I did apply to study law at university, and accepted a place at the University of Liverpool, but deferred it for a year to pursue the apprenticeship application.
Having secured the apprenticeship with Hill Dickinson, it exceeds my expectations as I am given a lot more independence than I was expecting.
Within three weeks of starting my apprenticeship, I was gradually given my own case load. Although this was daunting at first, it was very useful to get this early on as the same work is required for each case so I quickly got the hang of what to do.
I also assist my supervisor with her higher cases which I was not expecting. One thing that I occasionally do is take the notes at court and in client conferences.
I was also surprised at how much support I am given in my apprenticeship. I have regular catch up meetings with my supervisor to check how I am getting on, whether I have any concerns etc. I also have three-monthly meetings with the HR team which also gives me the chance to express any concerns.
Before starting work at Hill Dickinson I was slightly worried that I wouldn’t find the work interesting as it is such a commercial firm, and as I eventually want to work in the family sector I would prefer to deal with individuals as opposed to companies.
However I am now working in the Health department and do find the work very interesting.
A lot of the work that I do on a daily basis relates to the law that I had been studying at A-Level, which I was not expecting to encounter again!
On a typical day, I arrive at my desk for 9am and check through my emails for half an hour. I also make a ‘to do’ list, setting out what I need to complete that day.
I will then continue work on my files which involves sending letters to our clients to give them updates on how the case is progressing. I will also complete any work that my supervisor sends me throughout the day in relation to her cases.

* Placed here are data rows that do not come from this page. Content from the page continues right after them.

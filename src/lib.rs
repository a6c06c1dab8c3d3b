// SPDX-FileCopyrightText: 2025 Semiotic AI, Inc.
//
// SPDX-License-Identifier: Apache-2.0

//! Deduplicating, batching, block-aware cache for on-chain view calls.
//!
//! Many independent consumers declare interest in read-only contract calls.
//! The [`Updater`] collapses identical calls into one [`CallKey`], waits for
//! the listened set to settle, fetches whatever is stale at the latest chain
//! position in balanced batches through a [`ChainClient`], decodes the flat
//! responses against each call's [`OutputSchema`], and serves the cached
//! results back as [`CallState`]s.
//!
//! # Example
//!
//! ```no_run
//! use alloy_primitives::U256;
//! use async_trait::async_trait;
//! use multicall_sync::{
//!     BlockTimestamp, ChainClient, ChainClientError, ContractAbi, MulticallConfig, Updater,
//! };
//! use tokio::sync::watch;
//!
//! struct Node;
//!
//! #[async_trait]
//! impl ChainClient for Node {
//!     async fn execute_batch(&self, calldata: Vec<String>) -> Result<Vec<U256>, ChainClientError> {
//!         // Execute `calldata` through the aggregating contract here
//!         Ok(Vec::new())
//!     }
//! }
//!
//! # #[tokio::main]
//! # async fn main() -> Result<(), Box<dyn std::error::Error>> {
//! let abi = ContractAbi::from_json(r#"[
//!     {"type": "function", "name": "decimals", "inputs": [],
//!      "outputs": [{"name": "decimals", "type": "felt"}]}
//! ]"#)?;
//! let calls = abi.multiple_contract_single_data(
//!     &[Some("0x49d36570".to_string())],
//!     "decimals",
//!     Some(Vec::new()),
//! )?;
//!
//! let (block_tx, block_rx) = watch::channel(Some(BlockTimestamp::new(1_700_000_000)));
//! let (handle, _task) = Updater::spawn(Node, MulticallConfig::default(), block_rx);
//!
//! let _subscription = handle.subscribe(calls.iter().flatten());
//! let mut changes = handle.changes();
//! changes.changed().await?;
//!
//! for state in handle.call_states(&calls) {
//!     println!("{state:?}");
//! }
//! # drop(block_tx);
//! # Ok(())
//! # }
//! ```

pub mod abi;
pub mod cache;
pub mod call;
mod chunk;
mod client;
pub mod config;
pub mod decode;
pub mod errors;
mod handle;
mod registry;
mod staleness;
mod state;
mod store;
mod tracing;
pub mod types;
mod updater;

pub use abi::{
    selector_from_name, ContractAbi, ElementKind, FieldKind, OutputField, OutputSchema,
    ResolvedField, StructDict,
};
pub use cache::{CacheEntry, CachedData, ResultCache};
pub use call::{Call, CallBuilder, CallIdentity, CallKey};
pub use chunk::chunk_calls;
pub use client::ChainClient;
pub use config::{MulticallConfig, MulticallConfigBuilder};
pub use decode::{decode_chunk, ResultData, ResultValue};
pub use errors::{
    AbiError, ChainClientError, DecodeError, FetchError, InvalidCallError, MulticallError,
};
pub use handle::{MulticallHandle, Subscription};
pub use registry::ListenerRegistry;
pub use staleness::{is_outdated, outdated_keys};
pub use state::{project, CallResult, CallState};
pub use store::MulticallStore;
pub use types::block::BlockTimestamp;
pub use types::config::{ChunkSizes, MaxCallsPerChunk};
pub use updater::Updater;
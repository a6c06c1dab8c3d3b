// SPDX-FileCopyrightText: 2025 Semiotic AI, Inc.
//
// SPDX-License-Identifier: Apache-2.0

//! Contract ABIs and resolved output schemas

pub mod contract;
pub mod schema;

pub use contract::{selector_from_name, ContractAbi};
pub use schema::{ElementKind, FieldKind, OutputField, OutputSchema, ResolvedField, StructDict};
#[derive(Debug, Clone, PartialEq, Eq)]
pub struct Commit {
    pub hash: String,
    pub message: String,
    pub body: Option<String>,
}

impl Commit {
    pub fn new(hash: impl Into<String>, message: impl Into<String>) -> Self {
        Self {
            hash: hash.into(),
            message: message.into(),
            body: None,
        }
    }

    pub fn with_body(mut self, body: impl Into<String>) -> Self {
        let body = body.into();
        self.body = (!body.trim().is_empty()).then_some(body);
        self
    }

    /// Subject line followed by the extended body, if any.
    pub fn full_text(&self) -> String {
        match &self.body {
            Some(body) => format!("{}\n{}", self.message, body),
            None => self.message.clone(),
        }
    }
}
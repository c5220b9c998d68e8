use std::path::PathBuf;
use std::process::Output;

use async_trait::async_trait;
use tokio::process::Command;
use tracing::debug;

use crate::domain::commit::Commit;
use crate::error::{AppError, AppResult};
use crate::services::VersionControlService;

const FIELD_SEPARATOR: char = '\u{1f}';
const RECORD_SEPARATOR: char = '\u{1e}';
const LOG_FORMAT: &str = "--format=%H%x1f%s%x1f%b%x1e";

pub struct GitCli {
    workspace_root: PathBuf,
}

impl GitCli {
    pub fn new(workspace_root: PathBuf) -> Self {
        Self { workspace_root }
    }

    async fn git(&self, args: &[&str]) -> AppResult<Output> {
        debug!(?args, "running git");
        let output = Command::new("git")
            .args(args)
            .current_dir(&self.workspace_root)
            .output()
            .await?;
        Ok(output)
    }

    async fn is_commit(&self, revision: &str) -> AppResult<bool> {
        let spec = format!("{revision}^{{commit}}");
        let output = self
            .git(&["rev-parse", "--verify", "--quiet", spec.as_str()])
            .await?;
        Ok(output.status.success())
    }

    async fn unresolved(&self, revisions: &[&str]) -> AppResult<Option<String>> {
        for revision in revisions {
            if !self.is_commit(revision).await? {
                return Ok(Some(revision.to_string()));
            }
        }
        Ok(None)
    }
}

#[async_trait]
impl VersionControlService for GitCli {
    async fn merge_base(&self, first: &str, second: &str) -> AppResult<String> {
        let output = self.git(&["merge-base", first, second]).await?;
        if !output.status.success() {
            if let Some(revision) = self.unresolved(&[first, second]).await? {
                return Err(AppError::RevisionNotFound { revision });
            }
            return Err(AppError::VersionControl(format!(
                "git merge-base {first} {second} failed: {}",
                stderr(&output)
            )));
        }

        let ancestor = String::from_utf8_lossy(&output.stdout).trim().to_string();
        if ancestor.is_empty() {
            return Err(AppError::VersionControl(format!(
                "{first} and {second} have no common ancestor"
            )));
        }
        Ok(ancestor)
    }

    async fn log(&self, from: &str, until: &str, path: &str) -> AppResult<Vec<Commit>> {
        let range = format!("{until}..{from}");
        let output = self
            .git(&["log", LOG_FORMAT, range.as_str(), "--", path])
            .await?;
        if !output.status.success() {
            if let Some(revision) = self.unresolved(&[from, until]).await? {
                return Err(AppError::RevisionNotFound { revision });
            }
            return Err(AppError::VersionControl(format!(
                "git log {range} -- {path} failed: {}",
                stderr(&output)
            )));
        }

        Ok(parse_log(&String::from_utf8_lossy(&output.stdout)))
    }
}

fn stderr(output: &Output) -> String {
    String::from_utf8_lossy(&output.stderr).trim().to_string()
}

fn parse_log(raw: &str) -> Vec<Commit> {
    raw.split(RECORD_SEPARATOR)
        .map(|record| record.trim_start_matches('\n'))
        .filter(|record| !record.trim().is_empty())
        .filter_map(|record| {
            let mut fields = record.splitn(3, FIELD_SEPARATOR);
            let hash = fields.next()?.trim();
            let message = fields.next()?;
            let body = fields.next().unwrap_or_default();
            Some(Commit::new(hash, message).with_body(body.trim_end()))
        })
        .collect()
}
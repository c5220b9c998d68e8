use crate::domain::issue::IssueInfo;

const ISSUE_HEADERS: [&str; 2] = ["#issue", "title"];
const SCOPED_ISSUE_HEADERS: [&str; 3] = ["#issue", "title", "scope"];

/// Renders a pipe-delimited markdown table.
///
/// Cells are written verbatim: a `|` inside a cell splits it into two columns.
pub fn render_table<S: AsRef<str>>(headers: &[&str], rows: &[Vec<S>]) -> String {
    let header_line = wrap_row(headers.iter().copied());
    let separator = wrap_row(headers.iter().map(|_| "---"));

    let mut lines = Vec::with_capacity(rows.len() + 2);
    lines.push(header_line);
    lines.push(separator);
    lines.extend(rows.iter().map(|row| wrap_row(row.iter().map(|cell| cell.as_ref()))));
    lines.join("\n")
}

pub fn issue_table(issues: &[IssueInfo], with_scopes: bool) -> String {
    if with_scopes {
        let rows: Vec<Vec<String>> = issues
            .iter()
            .map(|issue| {
                vec![
                    issue.issue_cell(),
                    issue.summary.title.clone(),
                    issue.scope_cell(),
                ]
            })
            .collect();
        render_table(&SCOPED_ISSUE_HEADERS, &rows)
    } else {
        let rows: Vec<Vec<String>> = issues
            .iter()
            .map(|issue| vec![issue.issue_cell(), issue.summary.title.clone()])
            .collect();
        render_table(&ISSUE_HEADERS, &rows)
    }
}

fn wrap_row<'a>(cells: impl Iterator<Item = &'a str>) -> String {
    format!("|{}|", cells.collect::<Vec<_>>().join("|"))
}

#[cfg(test)]
mod tests {
    use super::*;
    use crate::domain::issue::IssueSummary;

    fn info(issue_number: &str, title: &str, scopes: &[&str]) -> IssueInfo {
        IssueInfo {
            issue_number: issue_number.to_string(),
            summary: IssueSummary {
                title: title.to_string(),
                link: format!("https://jira.example.com/browse/{issue_number}"),
            },
            scopes: scopes.iter().map(|scope| scope.to_string()).collect(),
        }
    }

    #[test]
    fn renders_header_separator_and_rows() {
        let table = render_table(&["a", "b", "c"], &[vec!["1", "2", "3"]]);
        assert_eq!(table, "|a|b|c|\n|---|---|---|\n|1|2|3|");
    }

    #[test]
    fn renders_empty_table() {
        let rows: Vec<Vec<String>> = Vec::new();
        assert_eq!(render_table(&["#issue", "title"], &rows), "|#issue|title|\n|---|---|");
    }

    #[test]
    fn does_not_escape_pipes() {
        let table = render_table(&["title"], &[vec!["a|b"]]);
        assert_eq!(table.lines().last(), Some("|a|b|"));
    }

    #[test]
    fn issue_rows_link_the_issue_number() {
        let table = issue_table(&[info("ABC-1", "Login fails", &[])], false);
        assert_eq!(
            table,
            "|#issue|title|\n|---|---|\n|[ABC-1](https://jira.example.com/browse/ABC-1)|Login fails|"
        );
    }

    #[test]
    fn scoped_rows_list_scopes() {
        let table = issue_table(
            &[
                info("ABC-12", "Login", &["auth", "ui"]),
                info("ABC-7", "Other", &[]),
            ],
            true,
        );
        let lines: Vec<&str> = table.lines().collect();
        assert_eq!(lines[0], "|#issue|title|scope|");
        assert_eq!(lines[1], "|---|---|---|");
        assert!(lines[2].ends_with("|Login|auth, ui|"));
        assert!(lines[3].ends_with("|Other||"));
    }
}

At the end of each day I will ensure that I have completed all jobs, will check that I have submitted my time recordings and will also update a spreadsheet which sets out where I am at with each case.
Every other week I attend a meeting with the other apprentices and paralegals to discuss how our work is getting on as we all work on the same type of cases.
I also have a meeting once a month with the whole of my department which is video linked to the other offices across England. This meeting is chaired by the head of our department who informs us of any changes etc.
Within my department, we are sub-divided into smaller teams which all have around six members. I also attend a team meeting once a month.
The Paralegal Apprenticeship includes CILEx Level 3 units which I need to sit exams for, so I am also entitled to half a day off a week to complete my CILEx work. I have chosen to take this on a Wednesday afternoon to break the week up. Therefore, I leave the office around 12:30pm on a Wednesday, taking my laptop home with me.
I feel that my apprenticeship has had many benefits.
Firstly, I have gotten into the routine straight after Sixth Form of working at 9am-5:30pm every day. Although this has been hard sometimes as most of my friends have gone to university and are going out throughout the week, everyone will have to start work at some point so it is better to start earlier in my opinion.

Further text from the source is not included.